Eppure, di fronte ad un nemico che gonfia il petto con tanta incredibile arroganza, e cerca di stravolgere il buon vivere comune riuscendo a dettare leggi oltraggiose per l’intelligenza e il buon senso, non vengono attivate neanche le difese più elementari, e una società confusa e svagata,  sembra non riesca a valutare nè la entità della minaccia né quella della posta in gioco. Tuttavia, anche se il fenomeno è inedito, all’origine di questa inerzia, non ci sono la sorpresa e lo smarrimento. Vi sono ragioni ben più profonde di ordine politico e culturale, interne alla stessa società, sommate tristemente alla latitanza di quella chiesa che dopo avere rinnegato la legge naturale divina e i suoi principi morali fondamentali, ha abbandonato il gregge a se stesso.
Per ritrovare le ragioni di questa difesa mancata, o del tutto inefficace, di fronte alla aggressione dell’omosessualismo, occorre guardare anzitutto alla sapiente strategia che esso ha messo in atto e alle armi di cui si serve.
Il primo stadio di questa strategia è stato, come è noto, quello della “normalizzazione” della relazione omosessuale attraverso la sua narrazione insistente e disinibita affidata ai mezzi di comunicazione, al cinema, al teatro. Una narrazione accattivante soprattutto per le giovani generazioni, che vi hanno letto il superamento degli schemi moralistici del proprio ambiente domestico. Il fenomeno introdotto nella quotidianità è diventato familiare e quindi innocuo. Mentre veniva sottratto ai disturbi della personalità, dagli psichiatri americani, e trasformato per via burocratica in una variante normale della sessualità.
Ma poiché l’appetito vien mangiando, il movimento omosessualista si è posto obiettivi sempre più ambiziosi, ha mirato a costituirsi come forza socio politica e a conquistare col tempo un potere  egemonico attraverso le leggi. Si trattava di ottenere una tutela sempre crescente che finisse per elevare la stessa omosessualità a valore, cancellando così anche ogni giudizio morale negativo ancora latente almeno nelle generazioni dei padri. Di qui il passo alla imposizione sociale sarebbe stato breve e il modello omosessista e transessualista (non merita citazione il demenziale repertorio delle varianti), avrebbe guadagnato addirittura dignità pedagogica tale da poter essere propagandato nelle scuole di ogni ordine e grado. Questo capovolgimento di posizione attraverso le leggi era impresa non troppo temeraria, in tempo di crescente relativismo etico e giuridico. Infatti poteva contare sul concorso di due fattori decisivi: lo sfaldamento progressivo dei principi dell’ordinamento e del senso stesso del diritto, e la dissoluzione della morale collettiva. Il tutto sul terreno cedevole del catto-progressismo piccolo borghese e parrocchiale e su quello accogliente della sinistra pseudointellettuale, giornalistica, accademica, imprenditoriale e giurisprudenziale, versione italica della gauche caviar.
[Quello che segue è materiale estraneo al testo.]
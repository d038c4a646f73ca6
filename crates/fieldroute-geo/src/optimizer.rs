//! Priority-first nearest-neighbor route ordering.
//!
//! High-priority sites are visited before every other site. Within each tier
//! the next stop is the one closest to the last located stop (initially the
//! worker's position), and the distance chain carries across the tier boundary.
//! This is a greedy O(n²) approximation sized for tens of stops, not an exact
//! traveling-salesman solution.

use fieldroute_core::error::{FieldrouteError, Result};
use fieldroute_core::models::ServiceType;

use crate::distance::distance_meters;
use crate::models::{Coordinate, Position, PriorityTier, RouteStop, Site};

/// Order the incomplete sites into a visiting sequence starting at `position`.
///
/// Sites already completed today are left out. Sites without a coordinate are
/// placed last within their tier, in input order, and do not move the chain.
/// Distance ties go to the earlier site in `sites`.
pub fn optimize_route(position: Option<&Position>, sites: &[Site]) -> Result<Vec<RouteStop>> {
    let start = position.ok_or(FieldrouteError::NoPositionAvailable)?.coordinate;

    let (high_priority, others): (Vec<&Site>, Vec<&Site>) = sites
        .iter()
        .filter(|site| !site.completed_today)
        .partition(|site| site.priority == PriorityTier::High);

    tracing::debug!(
        high_priority = high_priority.len(),
        others = others.len(),
        skipped_completed = sites.len() - high_priority.len() - others.len(),
        "Optimizing route"
    );

    let mut current = start;
    let mut ordered = Vec::with_capacity(high_priority.len() + others.len());
    visit_nearest_first(high_priority, &mut current, &mut ordered);
    visit_nearest_first(others, &mut current, &mut ordered);

    let mut previous = Some(start);
    let stops = ordered
        .into_iter()
        .enumerate()
        .map(|(sequence_index, site)| {
            let distance_from_previous_meters = match (previous, site.coordinate) {
                (Some(from), Some(to)) => Some(distance_meters(from, to)),
                _ => None,
            };
            if site.coordinate.is_some() {
                previous = site.coordinate;
            }
            RouteStop { site: site.clone(), distance_from_previous_meters, sequence_index }
        })
        .collect();

    Ok(stops)
}

/// Greedily append `remaining` to `ordered`, always taking the located site
/// nearest to `current` and advancing `current` to it.
fn visit_nearest_first<'a>(
    mut remaining: Vec<&'a Site>,
    current: &mut Coordinate,
    ordered: &mut Vec<&'a Site>,
) {
    while !remaining.is_empty() {
        let mut nearest: Option<(usize, Coordinate, f64)> = None;

        for (idx, site) in remaining.iter().enumerate() {
            let Some(coordinate) = site.coordinate else {
                continue;
            };
            let distance = distance_meters(*current, coordinate);
            // Strict comparison keeps the earliest site on ties
            if nearest.map_or(true, |(_, _, best)| distance < best) {
                nearest = Some((idx, coordinate, distance));
            }
        }

        match nearest {
            Some((idx, coordinate, _)) => {
                ordered.push(remaining.remove(idx));
                *current = coordinate;
            }
            None => {
                // Only unlocated sites are left in this tier
                tracing::debug!(count = remaining.len(), "Appending sites without coordinates");
                ordered.append(&mut remaining);
            }
        }
    }
}

/// Total length of the route in meters, starting from `start`.
///
/// Unlocated stops contribute nothing and the chain resumes from the last
/// located point.
pub fn total_route_distance(stops: &[RouteStop], start: Option<Coordinate>) -> f64 {
    let mut previous = start;
    let mut total = 0.0;

    for coordinate in stops.iter().filter_map(RouteStop::coordinate) {
        if let Some(from) = previous {
            total += distance_meters(from, coordinate);
        }
        previous = Some(coordinate);
    }

    total
}

/// Sites that can receive `service` and are at least as urgent as `min_priority`
pub fn eligible_sites(sites: &[Site], service: ServiceType, min_priority: PriorityTier) -> Vec<Site> {
    sites
        .iter()
        .filter(|site| site.service_capability.supports(service))
        .filter(|site| site.priority.at_least(min_priority))
        .cloned()
        .collect()
}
Nonostante queste condizioni favorevoli, un’operazione, in ogni caso spericolata, aveva bisogno di appoggiarsi a ragioni di principio, che le fornissero un nobilitante supporto ideale. Niente di meglio che puntare allora su libertà, uguaglianza e amore. Cioè sui due “valori” portanti della democrazia occidentale europea figlia dell’89, che garantiscono per definizione ogni progresso civile. Mentre il terzo, derivato cristiano ed eterna tentazione romantica, oggi in gran voga perché capace di superare ogni ostacolo morale e di tranquillizzare la coscienza mettendo in sordina le esigenze della ragione, viene rilanciato dal nuovo cattolicesimo in disarmo. Questi erano i miti perfetti per rendere plausibile ogni pretesa ed irretire una intera società già moralmente snervata, e di essi ci si è serviti: chiavi di lettura e vizi d’origine di tutta una straordinaria commedia dell’assurdo.
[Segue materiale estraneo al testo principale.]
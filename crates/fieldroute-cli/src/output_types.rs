use chrono::{DateTime, Utc};
use fieldroute_core::models::{
    ActiveVisit, CompletedVisit, Coordinate, RouteBounds, RouteProgress, RouteStop, ServiceType,
};
use fieldroute_geo::format_distance;
use serde::Serialize;
use tabled::Tabled;

/// Output for optimize command
#[derive(Debug, Serialize)]
pub struct OptimizeOutput {
    pub start: Option<Coordinate>,
    pub skipped_completed: usize,
    pub stops: Vec<RouteStop>,
    pub progress: RouteProgress,
    pub total_distance_meters: f64,
    pub bounds: Option<RouteBounds>,
}

/// One row of the route table
#[derive(Debug, Serialize, Tabled)]
pub struct StopRow {
    #[tabled(rename = "#")]
    pub order: usize,
    #[tabled(rename = "Site")]
    pub name: String,
    #[tabled(rename = "Priority")]
    pub priority: String,
    #[tabled(rename = "Address")]
    pub address: String,
    #[tabled(rename = "Leg")]
    pub leg: String,
}

impl From<&RouteStop> for StopRow {
    fn from(stop: &RouteStop) -> Self {
        Self {
            order: stop.sequence_index + 1,
            name: stop.site.name.clone(),
            priority: format!("{:?}", stop.site.priority).to_lowercase(),
            address: stop.site.address.clone(),
            leg: match stop.distance_from_previous_meters {
                Some(meters) => format_distance(meters),
                None => "no location".to_string(),
            },
        }
    }
}

/// Output for check-in command
#[derive(Debug, Serialize)]
pub struct CheckInOutput {
    pub worker: String,
    pub crew: String,
    pub visit: ActiveVisit,
    pub replaced: Option<ActiveVisit>,
}

/// Output for check-out command
#[derive(Debug, Serialize)]
pub struct CheckOutOutput {
    pub worker: String,
    pub crew: String,
    pub visit: Option<CompletedVisit>,
}

/// Output for status command
#[derive(Debug, Serialize)]
pub struct StatusOutput {
    pub worker: String,
    pub crews: Vec<CrewStatus>,
}

#[derive(Debug, Serialize)]
pub struct CrewStatus {
    pub crew: String,
    pub checked_in: bool,
    pub site_id: Option<String>,
    pub site_name: Option<String>,
    pub service_type: Option<ServiceType>,
    pub checked_in_at: Option<DateTime<Utc>>,
    pub elapsed_ms: u64,
    pub elapsed: String,
}

/// One row of the config table
#[derive(Debug, Serialize, Tabled)]
pub struct ConfigRow {
    #[tabled(rename = "Key")]
    pub key: String,
    #[tabled(rename = "Value")]
    pub value: String,
    #[tabled(rename = "Source")]
    pub source: String,
}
Del resto la liberté e l’égalité, erano stati i grimaldelli usati per forzare le leggi della natura e soprattutto la legge morale naturale al centro del cristianesimo. Non per nulla in loro nome De Sade aveva elevato ogni perversione sessuale a manifesto di una filosofia “politica”. Prodotti abortivi di un pensiero degenerato destinato a perpetuarsi nelle varie Dichiarazioni dei diritti, fino a quella dei “diritti del fanciullo”, la fonte “pulita” da cui già si tenta di trarre elementi per la legittimazione prossima ventura della pedofilia.
La libertà, senza alcun riferimento ad un principio superiore diverso dalla volontà e dalle aspettative personali, dà all’individuo l’illusione di poter fare a meno di Dio e di poter rinunciare alla guida della ragione per seguire solo le proprie “emozioni”. Apre la strada all’arbitrio del più forte, e al dominio di chi è capace di manovrare la volontà altrui a proprio piacimento. La storia di Adamo, di Eva e del serpente, ne ha tracciato lo schema premonitore. Per questo Cristo ha messo in guardia dalla libertà della libertà ricordando che solo la verità fa liberi.
In nome della libertà si possono travolgere le regole della comune convivenza, senza che nessuno se ne dolga. La pederastia orgogliosa di sé può dare lezioni di pornografia gratuita all’aperto, da impartire ad adulti e bambini di passaggio, con il contributo delle amministrazioni comunali.
In suo nome vent’anni fa la legge penale ha trasformato i reati contro la moralità pubblica e il buon costume in offese alla libertà personale, mentre il Comitato dei Ministri della UE nel 2010 ha raccomandato agli stati membri di rendere penalmente leciti i rapporti anche omosessuali con un minore se c’è il suo consenso. La buona disposizione della vittima toglie al fatto ogni disvalore.
Del resto, se in nome della libertà una gravidanza indesiderata giustifica la soppressione del feto, può giustificare la sua fabbricazione anche ad uso di due omosessuali.
Poi, con la scoperta geniale del gender, la libertà giustifica ogni trasloco da un sesso all’altro, previa ristrutturazione chirurgica o mentale. Straordinaria ed esaltante possibilità illustrata anche dal prontuario sull’amore senza frontiere edito dalla casa madre bergogliana. Infatti sul connubio tra libertà e amore profano che supera in bellezza l’ostacolo della ragione e dell’etica è stato stretto il patto d’acciaio ufficiale tra il nuovo cattolicesimo e il mondo. Infine, nel momento in cui la perversione sessuale entra nella zona di rispetto della libertà, viene tratta fuori da quella oscura della  patologia, e dal pericolo di interventi “curativi”.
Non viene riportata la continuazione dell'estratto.